Trimastix

Scientific classification
- Domain: Eukaryota
- (unranked): Excavata
- Phylum: Metamonada
- Class: Preaxostyla
- Order: Trimastigida
- Family: Trimastigidae
- Genus: Trimastix Kent, 1880
- Type species: Trimastix marina Kent, 1880
- Species: T. cionae; T. elaverinus; T. inaequalis; T. marina;
- Synonyms: Elvirea Parona Corrado 1886;

= Trimastix =

Genus of excavates

Trimastix is a genus of excavate protists, the sole occupant of the order Trimastigida. Trimastix are bacterivorous, free living and anaerobic. It was first observed in 1881 by William Kent. There are few known species, and the genus's role in the ecosystem is largely unknown. However, it is known that they generally live in marine environments within the tissues of decaying organisms to maintain an anoxic environment. Much interest in this group is related to its close association with other members of Preaxostyla. These organisms do not have classical mitochondria, and as such, much of the research involving these microbes is aimed at investigating the evolution of mitochondria.

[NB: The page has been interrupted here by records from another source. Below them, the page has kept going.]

#[cfg(test)]
mod tests {
    use super::*;
    use crate::compensator::QuotaCompensator;
    use crate::handlers::TaskHandler;
    use crate::ledger::InMemoryQuotaLedger;
    use crate::store::{InMemoryResultStore, PendingTaskStore, QueueTaskStore};
    use crate::testing::{
        image_payload, pending_task, seed_task, FlakyStore, PanickingHandler, StubHandler,
    };
    use taskforge_core::{
        CompletionResult, PendingTaskStatus, QueueTaskStatus, TaskType, UserId,
    };

    struct Fixture {
        store: Arc<InMemoryResultStore>,
        ledger: Arc<InMemoryQuotaLedger>,
        poller: PendingTaskPoller<Arc<InMemoryResultStore>, Arc<InMemoryQuotaLedger>>,
    }

    fn fixture(handler: Arc<dyn TaskHandler>) -> Fixture {
        let store = InMemoryResultStore::arc();
        let ledger = InMemoryQuotaLedger::arc();
        ledger.deposit(UserId::new(1), 1_000).unwrap();
        let compensator = QuotaCompensator::new(
            ledger.clone(),
            taskforge_core::PriceBook::default().with_model_price("wanx-v1", 40),
        );
        let settler = Arc::new(Settler::new(
            store.clone(),
            compensator,
            Duration::from_secs(3600),
        ));
        let handlers = Arc::new(HandlerRegistry::new().with(TaskType::ImageCompletion, handler));
        let poller = PendingTaskPoller::new(handlers, settler, PollerConfig::default());
        Fixture {
            store,
            ledger,
            poller,
        }
    }

    fn accepted(f: &Fixture, id: &str) -> PendingTask {
        let payload = seed_task(&f.store, &f.ledger, image_payload(1, 100), id);
        let task = pending_task(&payload, "dashscope", "job-1");
        f.store.create_pending_task(task.clone()).unwrap();
        task
    }

    #[test]
    fn in_progress_job_is_rearmed() {
        let f = fixture(Arc::new(StubHandler::default().polling(vec![Ok(PollOutcome::InProgress)])));
        let task = accepted(&f, "p1");
        let now = Utc::now();

        assert_eq!(f.poller.poll_one(&task, now), PollDisposition::Rearmed);

        let stored = f.store.get_pending_task(&task.task_id).unwrap().unwrap();
        assert_eq!(stored.status, PendingTaskStatus::Processing);
        assert_eq!(stored.execute_times, 1);
        assert!(stored.next_execute_at > now);
    }

    #[test]
    fn transient_poll_error_keeps_waiting() {
        let f = fixture(Arc::new(
            StubHandler::default().polling(vec![Err(TaskError::vendor_unavailable("503"))]),
        ));
        let task = accepted(&f, "p1");
        assert_eq!(f.poller.poll_one(&task, Utc::now()), PollDisposition::Rearmed);
        assert_eq!(f.ledger.balance(UserId::new(1)).unwrap().freezed, 100);
    }

    #[test]
    fn completed_job_settles_and_closes_pending_row() {
        let f = fixture(Arc::new(StubHandler::default().polling(vec![Ok(
            PollOutcome::Completed(crate::handlers::Completion::assets(vec!["u1".into()])),
        )])));
        let task = accepted(&f, "p1");

        assert_eq!(f.poller.poll_one(&task, Utc::now()), PollDisposition::Succeeded);
        assert_eq!(
            f.store.get_pending_task(&task.task_id).unwrap().unwrap().status,
            PendingTaskStatus::Success
        );
        assert_eq!(
            f.store.get_queue_task(&task.task_id).unwrap().unwrap().status,
            QueueTaskStatus::Success
        );
        let balance = f.ledger.balance(UserId::new(1)).unwrap();
        assert_eq!((balance.freezed, balance.used), (0, 40));
    }

    #[test]
    fn async_result_records_the_source_image() {
        use crate::handlers::vendor::{VendorRoute, VendorTaskHandler};
        use crate::testing::ScriptedVendor;
        use taskforge_ai::{VendorJobStatus, VendorRegistry};

        let vendor = ScriptedVendor::accepting("job-1")
            .then_status(Ok(VendorJobStatus::succeeded(vec!["u1".into()])));
        let f = fixture(Arc::new(VendorTaskHandler::new(
            VendorRegistry::new().with("dashscope", vendor),
            VendorRoute::FromPayload,
        )));
        let mut payload = image_payload(1, 100);
        if let TaskPayload::ImageCompletion(p) = &mut payload {
            p.image = Some("https://origin/img.png".into());
        }
        let payload = seed_task(&f.store, &f.ledger, payload, "p1");
        let task = pending_task(&payload, "dashscope", "job-1");
        f.store.create_pending_task(task.clone()).unwrap();

        assert_eq!(f.poller.poll_one(&task, Utc::now()), PollDisposition::Succeeded);
        let row = f.store.get_queue_task(&task.task_id).unwrap().unwrap();
        let result: CompletionResult = serde_json::from_value(row.result.unwrap()).unwrap();
        assert_eq!(result.origin_image.as_deref(), Some("https://origin/img.png"));
        assert_eq!(result.resources, vec!["u1".to_string()]);
    }

    #[test]
    fn vendor_failure_fails_task_with_vendor_message() {
        let f = fixture(Arc::new(
            StubHandler::default().polling(vec![Ok(PollOutcome::Failed("content rejected".into()))]),
        ));
        let task = accepted(&f, "p1");

        assert_eq!(f.poller.poll_one(&task, Utc::now()), PollDisposition::Failed);
        let row = f.store.get_queue_task(&task.task_id).unwrap().unwrap();
        assert_eq!(row.result.unwrap()["errors"][0], "content rejected");
        assert_eq!(f.ledger.balance(UserId::new(1)).unwrap().freezed, 0);
    }

    #[test]
    fn deadline_fails_without_polling_vendor() {
        let handler = Arc::new(StubHandler::default());
        let f = fixture(handler.clone());
        let mut task = accepted(&f, "p1");
        task.deadline_at = Utc::now() - chrono::Duration::seconds(1);

        assert_eq!(f.poller.poll_one(&task, Utc::now()), PollDisposition::Failed);
        assert_eq!(handler.polls(), 0);
        let row = f.store.get_queue_task(&task.task_id).unwrap().unwrap();
        assert_eq!(row.result.unwrap()["errors"][0], TaskError::DeadlineExceeded.to_string());
    }

    #[test]
    fn empty_vendor_output_fails() {
        let f = fixture(Arc::new(StubHandler::default().polling(vec![Ok(
            PollOutcome::Completed(crate::handlers::Completion::assets(vec![" ".into()])),
        )])));
        let task = accepted(&f, "p1");
        assert_eq!(f.poller.poll_one(&task, Utc::now()), PollDisposition::Failed);
        let row = f.store.get_queue_task(&task.task_id).unwrap().unwrap();
        assert_eq!(row.result.unwrap()["errors"][0], TaskError::EmptyOutput.to_string());
    }

    #[test]
    fn panicking_poll_fails_task() {
        let f = fixture(Arc::new(PanickingHandler::new("poll exploded")));
        let task = accepted(&f, "p1");
        assert_eq!(f.poller.poll_one(&task, Utc::now()), PollDisposition::Failed);
        assert_eq!(f.ledger.balance(UserId::new(1)).unwrap().freezed, 0);
    }

    #[test]
    fn corrupt_payload_fails_row_only() {
        let f = fixture(Arc::new(StubHandler::default()));
        let mut task = accepted(&f, "p1");
        task.payload = serde_json::json!({ "garbage": true });

        assert_eq!(f.poller.poll_one(&task, Utc::now()), PollDisposition::Failed);
        assert_eq!(
            f.store.get_queue_task(&task.task_id).unwrap().unwrap().status,
            QueueTaskStatus::Failed
        );
        assert_eq!(f.ledger.balance(UserId::new(1)).unwrap().freezed, 100);
    }

    #[test]
    fn second_poll_of_closed_task_is_skipped() {
        let f = fixture(Arc::new(StubHandler::default().polling(vec![
            Ok(PollOutcome::Failed("no".into())),
            Ok(PollOutcome::Failed("no".into())),
        ])));
        let task = accepted(&f, "p1");
        let now = Utc::now();
        assert_eq!(f.poller.poll_one(&task, now), PollDisposition::Failed);
        assert_eq!(f.poller.poll_one(&task, now), PollDisposition::Skipped);
        let unfreezes = f
            .ledger
            .entries_for(&task.task_id)
            .unwrap()
            .into_iter()
            .filter(|e| e.kind == crate::ledger::LedgerEntryKind::Unfreeze)
            .count();
        assert_eq!(unfreezes, 1);
    }

    #[test]
    fn store_errors_defer_settlement_and_never_bill_twice() {
        let store = FlakyStore::new();
        let ledger = InMemoryQuotaLedger::arc();
        ledger.deposit(UserId::new(1), 1_000).unwrap();
        let settler = Arc::new(Settler::new(
            store.clone(),
            QuotaCompensator::new(
                ledger.clone(),
                taskforge_core::PriceBook::default().with_model_price("wanx-v1", 40),
            ),
            Duration::from_secs(3600),
        ));
        let completed = || {
            Ok(PollOutcome::Completed(crate::handlers::Completion::assets(vec!["u1".into()])))
        };
        let handler = Arc::new(StubHandler::default().polling(vec![completed(), completed(), completed()]));
        let handlers =
            Arc::new(HandlerRegistry::new().with(TaskType::ImageCompletion, handler.clone()));
        let poller = PendingTaskPoller::new(handlers, settler, PollerConfig::default());

        let payload = seed_task(&store, &ledger, image_payload(1, 100), "p1");
        let task = pending_task(&payload, "dashscope", "job-1");
        store.create_pending_task(task.clone()).unwrap();
        store.fail_queue_writes(1);
        store.fail_pending_writes(1);
        let now = Utc::now();

        assert_eq!(poller.poll_one(&task, now), PollDisposition::Deferred);
        assert_eq!(ledger.balance(UserId::new(1)).unwrap().freezed, 100);
        assert_eq!(
            store.get_pending_task(&task.task_id).unwrap().unwrap().status,
            PendingTaskStatus::Processing
        );

        // Settles, but the pending row close errors and stays Processing.
        assert_eq!(poller.poll_one(&task, now), PollDisposition::Succeeded);
        assert_eq!(
            store.get_pending_task(&task.task_id).unwrap().unwrap().status,
            PendingTaskStatus::Processing
        );

        assert_eq!(poller.poll_one(&task, now), PollDisposition::Skipped);
        assert_eq!(handler.polls(), 2);
        assert_eq!(
            store.get_pending_task(&task.task_id).unwrap().unwrap().status,
            PendingTaskStatus::Success
        );
        let consumes = ledger
            .entries_for(&task.task_id)
            .unwrap()
            .into_iter()
            .filter(|e| e.kind == crate::ledger::LedgerEntryKind::Consume)
            .count();
        assert_eq!(consumes, 1);
        let balance = ledger.balance(UserId::new(1)).unwrap();
        assert_eq!((balance.rest, balance.freezed, balance.used), (960, 0, 40));
    }

    #[test]
    fn poll_due_only_touches_due_tasks() {
        let f = fixture(Arc::new(StubHandler::default().polling(vec![
            Ok(PollOutcome::InProgress),
            Ok(PollOutcome::InProgress),
        ])));
        let early = accepted(&f, "due");
        let later = accepted(&f, "later");
        f.store
            .update_pending_task(
                &later.task_id,
                &PendingTaskUpdate::rearm(Utc::now() + chrono::Duration::hours(1), 0),
            )
            .unwrap();

        let summary = f
            .poller
            .poll_due(early.next_execute_at + chrono::Duration::seconds(1))
            .unwrap();
        assert_eq!(summary.due, 1);
        assert_eq!(summary.rearmed, 1);
    }

    #[test]
    fn spawned_poller_stops_on_shutdown() {
        let f = fixture(Arc::new(StubHandler::default()));
        let mut poller = f.poller;
        poller.config.tick = Duration::from_millis(10);
        let handle = poller.spawn().unwrap();
        thread::sleep(Duration::from_millis(50));
        assert!(handle.stats().ticks >= 1);
        handle.shutdown();
    }
}
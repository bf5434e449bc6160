//! Test doubles and fixtures shared by the unit and integration tests.

use std::collections::VecDeque;
use std::sync::atomic::{AtomicUsize, Ordering};
use std::sync::{Arc, Mutex};

use chrono::{DateTime, Utc};

use taskforge_ai::{
    AssetError, AssetStore, CallContext, ChatClient, ChatError, ChatRequest, ChatResponse,
    VendorError, VendorJobClient, VendorJobState, VendorJobStatus, VendorRequest,
    VendorSubmission,
};
use taskforge_core::{
    ChatMessage, GroupChatPayload, HistoryRecord, HistoryUpdate, ImageCompletionPayload,
    ImageDownloadPayload, PendingPayload, PendingTask, PendingTaskStatus, PendingTaskUpdate,
    QueueTask, QueueTaskStatus, TaskError, TaskId, TaskMeta, TaskPayload, TaskResult, Transition,
    UserId,
};

use crate::handlers::{
    Completion, HandlerOutcome, PollOutcome, TaskHandler, VendorJobRef,
};
use crate::ledger::QuotaLedger;
use crate::sink::TaskSink;
use crate::store::{
    HistoryStore, InMemoryResultStore, PendingTaskStore, QueueTaskStore, ResultStore, StoreError,
};

pub(crate) fn image_payload(uid: i64, quota: i64) -> TaskPayload {
    TaskPayload::ImageCompletion(ImageCompletionPayload {
        meta: TaskMeta::new(UserId::new(uid), "wanx-v1", quota),
        vendor: "dashscope".into(),
        prompt: "a lighthouse at dusk".into(),
        negative_prompt: String::new(),
        image: None,
        image_count: 2,
        width: Some(1024),
        height: Some(768),
        steps: None,
        seed: Some(7),
        style_preset: None,
    })
}

pub(crate) fn chat_payload(uid: i64, quota: i64) -> TaskPayload {
    TaskPayload::GroupChat(GroupChatPayload {
        meta: TaskMeta::new(UserId::new(uid), "qwen-max", quota),
        group_id: 10,
        message_id: 20,
        context_messages: vec![
            ChatMessage::system("You are helpful"),
            ChatMessage::user("hi"),
            ChatMessage::assistant("hello"),
            ChatMessage::user("what's new?"),
        ],
    })
}

pub(crate) fn download_payload(uid: i64, source: &str, resources: &[&str]) -> TaskPayload {
    TaskPayload::ImageDownload(ImageDownloadPayload {
        meta: TaskMeta::new(UserId::new(uid), "", 0),
        source_task_id: task_id(source),
        resources: resources.iter().map(|r| r.to_string()).collect(),
    })
}

pub(crate) fn task_id(id: &str) -> TaskId {
    id.parse().expect("valid task id")
}

/// Assign `id` and mark the whole estimate as frozen.
pub(crate) fn submitted(mut payload: TaskPayload, id: &str) -> TaskPayload {
    payload.assign_id(task_id(id)).expect("fresh payload");
    payload.meta_mut().frozen_quota = payload.quota();
    payload
}

pub(crate) fn history_record(uid: UserId, id: &str) -> HistoryRecord {
    let mut payload = image_payload(uid.get(), 0);
    payload.assign_id(task_id(id)).expect("fresh payload");
    HistoryRecord::pending(&payload).expect("payload has id")
}

/// Put a task in the state submission leaves it in: frozen quota, Running
/// queue row and a pending history record.
pub(crate) fn seed_task<S: ResultStore, L: QuotaLedger>(
    store: &S,
    ledger: &L,
    payload: TaskPayload,
    id: &str,
) -> TaskPayload {
    let payload = submitted(payload, id);
    let task_id = payload.id().expect("assigned").clone();
    if payload.frozen_quota() > 0 {
        ledger
            .freeze(payload.uid(), payload.frozen_quota(), &task_id)
            .expect("freeze");
    }
    store
        .create_queue_task(QueueTask::running(
            task_id,
            payload.uid(),
            payload.task_type(),
            payload.title(),
        ))
        .expect("queue row");
    if payload.task_type().has_history() {
        store
            .create_history_record(HistoryRecord::pending(&payload).expect("payload has id"))
            .expect("history row");
    }
    payload
}

/// Pending record for an accepted job, due immediately.
pub(crate) fn pending_task(payload: &TaskPayload, vendor: &str, job_id: &str) -> PendingTask {
    let now = Utc::now();
    PendingTask {
        task_id: payload.id().expect("assigned").clone(),
        task_type: payload.task_type(),
        payload: serde_json::to_value(
            PendingPayload::new(vendor, job_id, payload).expect("replayable"),
        )
        .expect("json"),
        status: PendingTaskStatus::Processing,
        next_execute_at: now,
        deadline_at: now + chrono::Duration::minutes(30),
        execute_times: 0,
        created_at: now,
        updated_at: now,
    }
}

/// Handler with a fixed first outcome and a scripted list of poll outcomes.
pub(crate) struct StubHandler {
    outcome: HandlerOutcome,
    polls: Mutex<VecDeque<TaskResult<PollOutcome>>>,
    chain: bool,
    handle_calls: AtomicUsize,
    poll_calls: AtomicUsize,
}

impl Default for StubHandler {
    fn default() -> Self {
        Self::with_outcome(HandlerOutcome::Completed(Completion::assets(vec![
            "https://vendor/out.png".into(),
        ])))
    }
}

impl StubHandler {
    fn with_outcome(outcome: HandlerOutcome) -> Self {
        Self {
            outcome,
            polls: Mutex::new(VecDeque::new()),
            chain: false,
            handle_calls: AtomicUsize::new(0),
            poll_calls: AtomicUsize::new(0),
        }
    }

    pub(crate) fn completing(resources: Vec<&str>) -> Self {
        Self::with_outcome(HandlerOutcome::Completed(Completion::assets(
            resources.into_iter().map(String::from).collect(),
        )))
    }

    pub(crate) fn accepting(vendor: &str, job_id: &str) -> Self {
        Self::with_outcome(HandlerOutcome::Accepted(VendorJobRef {
            vendor: vendor.into(),
            job_id: job_id.into(),
        }))
    }

    /// Poll results handed out in order; `InProgress` once exhausted.
    pub(crate) fn polling(self, outcomes: Vec<TaskResult<PollOutcome>>) -> Self {
        *self.polls.lock().expect("lock") = outcomes.into();
        self
    }

    pub(crate) fn chaining(mut self) -> Self {
        self.chain = true;
        self
    }

    pub(crate) fn calls(&self) -> usize {
        self.handle_calls.load(Ordering::SeqCst)
    }

    pub(crate) fn polls(&self) -> usize {
        self.poll_calls.load(Ordering::SeqCst)
    }
}

impl TaskHandler for StubHandler {
    fn handle(&self, _ctx: &CallContext, _payload: &TaskPayload) -> TaskResult<HandlerOutcome> {
        self.handle_calls.fetch_add(1, Ordering::SeqCst);
        Ok(self.outcome.clone())
    }

    fn poll(
        &self,
        _ctx: &CallContext,
        _payload: &TaskPayload,
        _job: &VendorJobRef,
    ) -> TaskResult<PollOutcome> {
        self.poll_calls.fetch_add(1, Ordering::SeqCst);
        self.polls
            .lock()
            .expect("lock")
            .pop_front()
            .unwrap_or(Ok(PollOutcome::InProgress))
    }

    fn follow_up(&self, payload: &TaskPayload, completion: &Completion) -> Option<TaskPayload> {
        if !self.chain {
            return None;
        }
        let source = payload.id()?;
        let refs: Vec<&str> = completion.resources.iter().map(String::as_str).collect();
        Some(download_payload(payload.uid().get(), source.as_str(), &refs))
    }
}

/// Panics in every hook with the given message.
pub(crate) struct PanickingHandler {
    message: String,
}

impl PanickingHandler {
    pub(crate) fn new(message: &str) -> Self {
        Self {
            message: message.to_string(),
        }
    }
}

impl TaskHandler for PanickingHandler {
    fn handle(&self, _ctx: &CallContext, _payload: &TaskPayload) -> TaskResult<HandlerOutcome> {
        std::panic::panic_any(self.message.clone())
    }

    fn poll(
        &self,
        _ctx: &CallContext,
        _payload: &TaskPayload,
        _job: &VendorJobRef,
    ) -> TaskResult<PollOutcome> {
        std::panic::panic_any(self.message.clone())
    }

    fn follow_up(&self, _payload: &TaskPayload, _completion: &Completion) -> Option<TaskPayload> {
        std::panic::panic_any(self.message.clone())
    }
}

/// Sink that remembers what it was given.
pub(crate) struct RecordingSink {
    payloads: Mutex<Vec<TaskPayload>>,
    fail: bool,
}

impl RecordingSink {
    pub(crate) fn new() -> Arc<Self> {
        Arc::new(Self {
            payloads: Mutex::new(Vec::new()),
            fail: false,
        })
    }

    pub(crate) fn failing() -> Arc<Self> {
        Arc::new(Self {
            payloads: Mutex::new(Vec::new()),
            fail: true,
        })
    }

    pub(crate) fn payloads(&self) -> Vec<TaskPayload> {
        self.payloads.lock().expect("lock").clone()
    }
}

impl TaskSink for RecordingSink {
    fn enqueue(&self, mut payload: TaskPayload) -> TaskResult<TaskId> {
        if self.fail {
            return Err(TaskError::storage("queue unavailable"));
        }
        let id = match payload.id() {
            Some(id) => id.clone(),
            None => {
                let id = TaskId::generate();
                payload.assign_id(id.clone())?;
                id
            }
        };
        self.payloads.lock().expect("lock").push(payload);
        Ok(id)
    }
}

/// Vendor with a fixed submit answer and scripted status answers.
pub(crate) struct ScriptedVendor {
    submission: Result<VendorSubmission, VendorError>,
    statuses: Mutex<VecDeque<Result<VendorJobStatus, VendorError>>>,
    submissions: AtomicUsize,
}

impl ScriptedVendor {
    fn new(submission: Result<VendorSubmission, VendorError>) -> Arc<Self> {
        Arc::new(Self {
            submission,
            statuses: Mutex::new(VecDeque::new()),
            submissions: AtomicUsize::new(0),
        })
    }

    pub(crate) fn accepting(job_id: &str) -> Arc<Self> {
        Self::new(Ok(VendorSubmission::Accepted {
            job_id: job_id.into(),
        }))
    }

    pub(crate) fn completing(resources: &[&str]) -> Arc<Self> {
        Self::new(Ok(VendorSubmission::Completed {
            resources: resources.iter().map(|r| r.to_string()).collect(),
        }))
    }

    pub(crate) fn rejecting(message: &str) -> Arc<Self> {
        Self::new(Err(VendorError::Rejected(message.into())))
    }

    /// Queue the next status answer; `Running` once exhausted.
    pub(crate) fn then_status(
        self: Arc<Self>,
        status: Result<VendorJobStatus, VendorError>,
    ) -> Arc<Self> {
        self.statuses.lock().expect("lock").push_back(status);
        self
    }

    pub(crate) fn submissions(&self) -> usize {
        self.submissions.load(Ordering::SeqCst)
    }
}

impl VendorJobClient for ScriptedVendor {
    fn submit(
        &self,
        _ctx: &CallContext,
        _request: &VendorRequest,
    ) -> Result<VendorSubmission, VendorError> {
        self.submissions.fetch_add(1, Ordering::SeqCst);
        self.submission.clone()
    }

    fn query_status(
        &self,
        _ctx: &CallContext,
        _job_id: &str,
    ) -> Result<VendorJobStatus, VendorError> {
        self.statuses
            .lock()
            .expect("lock")
            .pop_front()
            .unwrap_or_else(|| Ok(VendorJobStatus::in_state(VendorJobState::Running)))
    }
}

/// Chat client that always gives the same answer.
pub(crate) struct ScriptedChat {
    response: ChatResponse,
    requests: Mutex<Vec<ChatRequest>>,
}

impl ScriptedChat {
    pub(crate) fn answering(response: ChatResponse) -> Arc<Self> {
        Arc::new(Self {
            response,
            requests: Mutex::new(Vec::new()),
        })
    }

    pub(crate) fn requests(&self) -> Vec<ChatRequest> {
        self.requests.lock().expect("lock").clone()
    }
}

impl ChatClient for ScriptedChat {
    fn chat(&self, _ctx: &CallContext, request: &ChatRequest) -> Result<ChatResponse, ChatError> {
        self.requests.lock().expect("lock").push(request.clone());
        Ok(self.response.clone())
    }
}

/// Asset store that "copies" a URL to `https://cdn.local/{owner}/{file}`.
pub(crate) struct MirrorAssets {
    fail: bool,
}

impl MirrorAssets {
    pub(crate) fn new() -> Arc<Self> {
        Arc::new(Self { fail: false })
    }

    pub(crate) fn failing() -> Arc<Self> {
        Arc::new(Self { fail: true })
    }
}

impl AssetStore for MirrorAssets {
    fn persist(&self, _ctx: &CallContext, owner: UserId, url: &str) -> Result<String, AssetError> {
        if self.fail {
            return Err(AssetError::Store("disk full".into()));
        }
        let file = url.rsplit('/').next().unwrap_or(url);
        Ok(format!("https://cdn.local/{owner}/{file}"))
    }
}

/// In-memory store whose conditional writes can be made to error a set
/// number of times before reaching the inner store.
pub(crate) struct FlakyStore {
    inner: InMemoryResultStore,
    queue_failures: AtomicUsize,
    pending_failures: AtomicUsize,
}

impl FlakyStore {
    pub(crate) fn new() -> Arc<Self> {
        Arc::new(Self {
            inner: InMemoryResultStore::new(),
            queue_failures: AtomicUsize::new(0),
            pending_failures: AtomicUsize::new(0),
        })
    }

    pub(crate) fn fail_queue_writes(&self, times: usize) {
        self.queue_failures.store(times, Ordering::SeqCst);
    }

    pub(crate) fn fail_pending_writes(&self, times: usize) {
        self.pending_failures.store(times, Ordering::SeqCst);
    }

    fn trip(counter: &AtomicUsize) -> Result<(), StoreError> {
        match counter.fetch_update(Ordering::SeqCst, Ordering::SeqCst, |n| n.checked_sub(1)) {
            Ok(_) => Err(StoreError::Storage("connection reset".into())),
            Err(_) => Ok(()),
        }
    }
}

impl QueueTaskStore for FlakyStore {
    fn create_queue_task(&self, task: QueueTask) -> Result<(), StoreError> {
        self.inner.create_queue_task(task)
    }

    fn get_queue_task(&self, id: &TaskId) -> Result<Option<QueueTask>, StoreError> {
        self.inner.get_queue_task(id)
    }

    fn update_queue_task(
        &self,
        id: &TaskId,
        status: QueueTaskStatus,
        result: Option<serde_json::Value>,
    ) -> Result<Transition, StoreError> {
        if status.is_terminal() {
            Self::trip(&self.queue_failures)?;
        }
        self.inner.update_queue_task(id, status, result)
    }
}

impl PendingTaskStore for FlakyStore {
    fn create_pending_task(&self, task: PendingTask) -> Result<(), StoreError> {
        self.inner.create_pending_task(task)
    }

    fn get_pending_task(&self, id: &TaskId) -> Result<Option<PendingTask>, StoreError> {
        self.inner.get_pending_task(id)
    }

    fn update_pending_task(
        &self,
        id: &TaskId,
        update: &PendingTaskUpdate,
    ) -> Result<Transition, StoreError> {
        Self::trip(&self.pending_failures)?;
        self.inner.update_pending_task(id, update)
    }

    fn due_pending_tasks(
        &self,
        now: DateTime<Utc>,
        limit: usize,
    ) -> Result<Vec<PendingTask>, StoreError> {
        self.inner.due_pending_tasks(now, limit)
    }
}

impl HistoryStore for FlakyStore {
    fn create_history_record(&self, record: HistoryRecord) -> Result<(), StoreError> {
        self.inner.create_history_record(record)
    }

    fn get_history_record(
        &self,
        uid: UserId,
        task_id: &TaskId,
    ) -> Result<Option<HistoryRecord>, StoreError> {
        self.inner.get_history_record(uid, task_id)
    }

    fn update_history_record(
        &self,
        uid: UserId,
        task_id: &TaskId,
        update: &HistoryUpdate,
    ) -> Result<(), StoreError> {
        self.inner.update_history_record(uid, task_id, update)
    }
}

A freshwater flagellate of similar morphology used to be included in this genus as Trimastix pyriformis, but was moved to Paratrimastix in 2015.

==Taxonomy==
- Order Trimastigida Cavalier-Smith 2003
  - Family Trimastigidae Saville Kent 1880
    - Genus Trimastix Saville Kent 1880
      - Species T. cionae (Parona Corrado 1886) Grassé 1952 [Elvirea cionae Parona Corrado 1886]
      - Species T. elaverinus Dumas 1930
      - Species T. inaequalis Bernard, Simpson & Patterson 2000
      - Species T. marina Kent 1880

== History of knowledge ==

Trimastix were first described by William Kent in 1881 when he observed a Trimastix cell in a sample sourced from decaying fuci seaweed. He described the genus at the time as free-swimming naked animalcules that are oval, or pear shaped, with a membranous border and three flagella inserted on the anterior end. Kent observed one flagellum facing forwards and two facing backwards. It was also noted in this account that Trimastix had a visually apparent nucleus and contractile vacuole but no visual oral aperture. Kent determined that Trimastix was a distinct genus, despite similarities to Dallingeria, because of the lateral border he observed which was not present in Dallingeria.

It was later determined that the lateral border Kent was referring to was in fact the oral aperture of Trimastix, which also contained a fourth flagella. Today, the morphology of Trimastix is better understood, including details not initially observed by Kent, such as Trimastix lacking a conventional mitochondrion. Current research indicates that despite there being no evidence that the organelle can produce ATP, there are certain mitochondrial functions that it appears to have maintained.

== Habitat and ecology ==
Trimastix can only survive in anaerobic habitats, but unlike many anaerobes without typical mitochondria, Trimastix are not parasitic. Trimastix instead consume bacteria through their ventral groove. In order to maintain an anoxic environment without parasitism or endosymbiosis, Trimastix are most often found inside the tissues of dead and decaying marine vegetation.

== Morphology and ultrastructure ==
Trimastix cells are oblong broad anteriorly and taper posteriorly. Trimastix is 20 μm long and 8 μm wide. A kinetid of four flagella is located on the anterior end of the cell with one flagella anteriorly oriented, two flagella posteriorly oriented, and the fourth flagella sitting within an oral groove on the ventral side. Trimastix have one anterior pear-shaped nucleus that contains a large nucleolus.

Trimastix species do not have typical aerobic mitochondria, but they do have remnants of an ancestral mitochondrion, in the form of a hydrogenosome- or mitosome-like organelle. There is no evidence this organelle produces ATP. The organelle still appears to be targeted by proteins involved in amino acid metabolism, transport and maturation of proteins, and transport of metabolites so it likely retains some mitochondrial function relating to those areas.